◆ **Problem**
Repeat every entry below exactly as given.

[Collected data]
______________________________

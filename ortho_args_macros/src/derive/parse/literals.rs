//! Literal parsing helpers for `#[ortho_args(...)]` attributes.

use syn::meta::ParseNestedMeta;
use syn::{Lit, LitStr};

use super::Nargs;

/// Parses the literal after `key =` using `extractor`, reporting `expected`
/// when the literal has the wrong kind.
fn parse_lit<T, F>(meta: &ParseNestedMeta, key: &str, expected: &str, extractor: F) -> syn::Result<T>
where
    F: FnOnce(Lit) -> Option<T>,
{
    let literal = meta.value()?.parse::<Lit>()?;
    let span = literal.span();
    extractor(literal).ok_or_else(|| syn::Error::new(span, format!("{key} must be a {expected}")))
}

/// Parses a string literal from an attribute.
///
/// # Examples
///
/// ```rust,ignore
/// let attr: syn::Attribute = syn::parse_quote!(#[ortho_args(cli_long = "name")]);
/// attr.parse_nested_meta(|meta| {
///     assert_eq!(lit_str(&meta, "cli_long")?.value(), "name");
///     Ok(())
/// })?;
/// ```
pub(crate) fn lit_str(meta: &ParseNestedMeta, key: &str) -> syn::Result<LitStr> {
    parse_lit(meta, key, "string", |lit| match lit {
        Lit::Str(s) => Some(s),
        _ => None,
    })
}

/// Parses a character literal from an attribute.
pub(crate) fn lit_char(meta: &ParseNestedMeta, key: &str) -> syn::Result<char> {
    parse_lit(meta, key, "character", |lit| match lit {
        Lit::Char(c) => Some(c.value()),
        _ => None,
    })
}

/// Parses a boolean that may be omitted: `key` alone means `true`.
pub(crate) fn lit_flag(meta: &ParseNestedMeta, key: &str) -> syn::Result<bool> {
    if !meta.input.peek(syn::Token![=]) {
        return Ok(true);
    }
    parse_lit(meta, key, "bool", |lit| match lit {
        Lit::Bool(b) => Some(b.value),
        _ => None,
    })
}

/// Parses a path written as a string literal, e.g. `crate = "my_alias"`.
pub(crate) fn lit_path(meta: &ParseNestedMeta, key: &str) -> syn::Result<syn::Path> {
    let s = lit_str(meta, key)?;
    s.parse::<syn::Path>()
        .map_err(|err| syn::Error::new(s.span(), format!("{key} must name a path: {err}")))
}

/// Parses the `nargs` value: a positive integer or the string `"+"`.
pub(crate) fn lit_nargs(meta: &ParseNestedMeta) -> syn::Result<Nargs> {
    let literal = meta.value()?.parse::<Lit>()?;
    match &literal {
        Lit::Int(n) => match n.base10_parse::<usize>()? {
            0 => Err(syn::Error::new(n.span(), "nargs must be at least 1")),
            count => Ok(Nargs::Exactly(count)),
        },
        Lit::Str(s) if s.value() == "+" => Ok(Nargs::AtLeastOne),
        other => Err(syn::Error::new(
            other.span(),
            "nargs must be a positive integer or \"+\"",
        )),
    }
}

______________________________

◆ **Task response**
filename ortho_args_macros/src/derive/parse/literals.rs
//! Literal parsing helpers for `#[ortho_args(...)]` attributes.

use syn::meta::ParseNestedMeta;
use syn::{Lit, LitStr};

use super::Nargs;

/// Parses the literal after `key =` using `extractor`, reporting `expected`
/// when the literal has the wrong kind.
fn parse_lit<T, F>(meta: &ParseNestedMeta, key: &str, expected: &str, extractor: F) -> syn::Result<T>
where
    F: FnOnce(Lit) -> Option<T>,
{
    let literal = meta.value()?.parse::<Lit>()?;
    let span = literal.span();
    extractor(literal).ok_or_else(|| syn::Error::new(span, format!("{key} must be a {expected}")))
}

/// Parses a string literal from an attribute.
///
/// # Examples
///
/// ```rust,ignore
/// let attr: syn::Attribute = syn::parse_quote!(#[ortho_args(cli_long = "name")]);
/// attr.parse_nested_meta(|meta| {
///     assert_eq!(lit_str(&meta, "cli_long")?.value(), "name");
///     Ok(())
/// })?;
/// ```
pub(crate) fn lit_str(meta: &ParseNestedMeta, key: &str) -> syn::Result<LitStr> {
    parse_lit(meta, key, "string", |lit| match lit {
        Lit::Str(s) => Some(s),
        _ => None,
    })
}

/// Parses a character literal from an attribute.
pub(crate) fn lit_char(meta: &ParseNestedMeta, key: &str) -> syn::Result<char> {
    parse_lit(meta, key, "character", |lit| match lit {
        Lit::Char(c) => Some(c.value()),
        _ => None,
    })
}

/// Parses a boolean that may be omitted: `key` alone means `true`.
pub(crate) fn lit_flag(meta: &ParseNestedMeta, key: &str) -> syn::Result<bool> {
    if !meta.input.peek(syn::Token![=]) {
        return Ok(true);
    }
    parse_lit(meta, key, "bool", |lit| match lit {
        Lit::Bool(b) => Some(b.value),
        _ => None,
    })
}

/// Parses a path written as a string literal, e.g. `crate = "my_alias"`.
pub(crate) fn lit_path(meta: &ParseNestedMeta, key: &str) -> syn::Result<syn::Path> {
    let s = lit_str(meta, key)?;
    s.parse::<syn::Path>()
        .map_err(|err| syn::Error::new(s.span(), format!("{key} must name a path: {err}")))
}

/// Parses the `nargs` value: a positive integer or the string `"+"`.
pub(crate) fn lit_nargs(meta: &ParseNestedMeta) -> syn::Result<Nargs> {
    let literal = meta.value()?.parse::<Lit>()?;
    match &literal {
        Lit::Int(n) => match n.base10_parse::<usize>()? {
            0 => Err(syn::Error::new(n.span(), "nargs must be at least 1")),
            count => Ok(Nargs::Exactly(count)),
        },
        Lit::Str(s) if s.value() == "+" => Ok(Nargs::AtLeastOne),
        other => Err(syn::Error::new(
            other.span(),
            "nargs must be a positive integer or \"+\"",
        )),
    }
}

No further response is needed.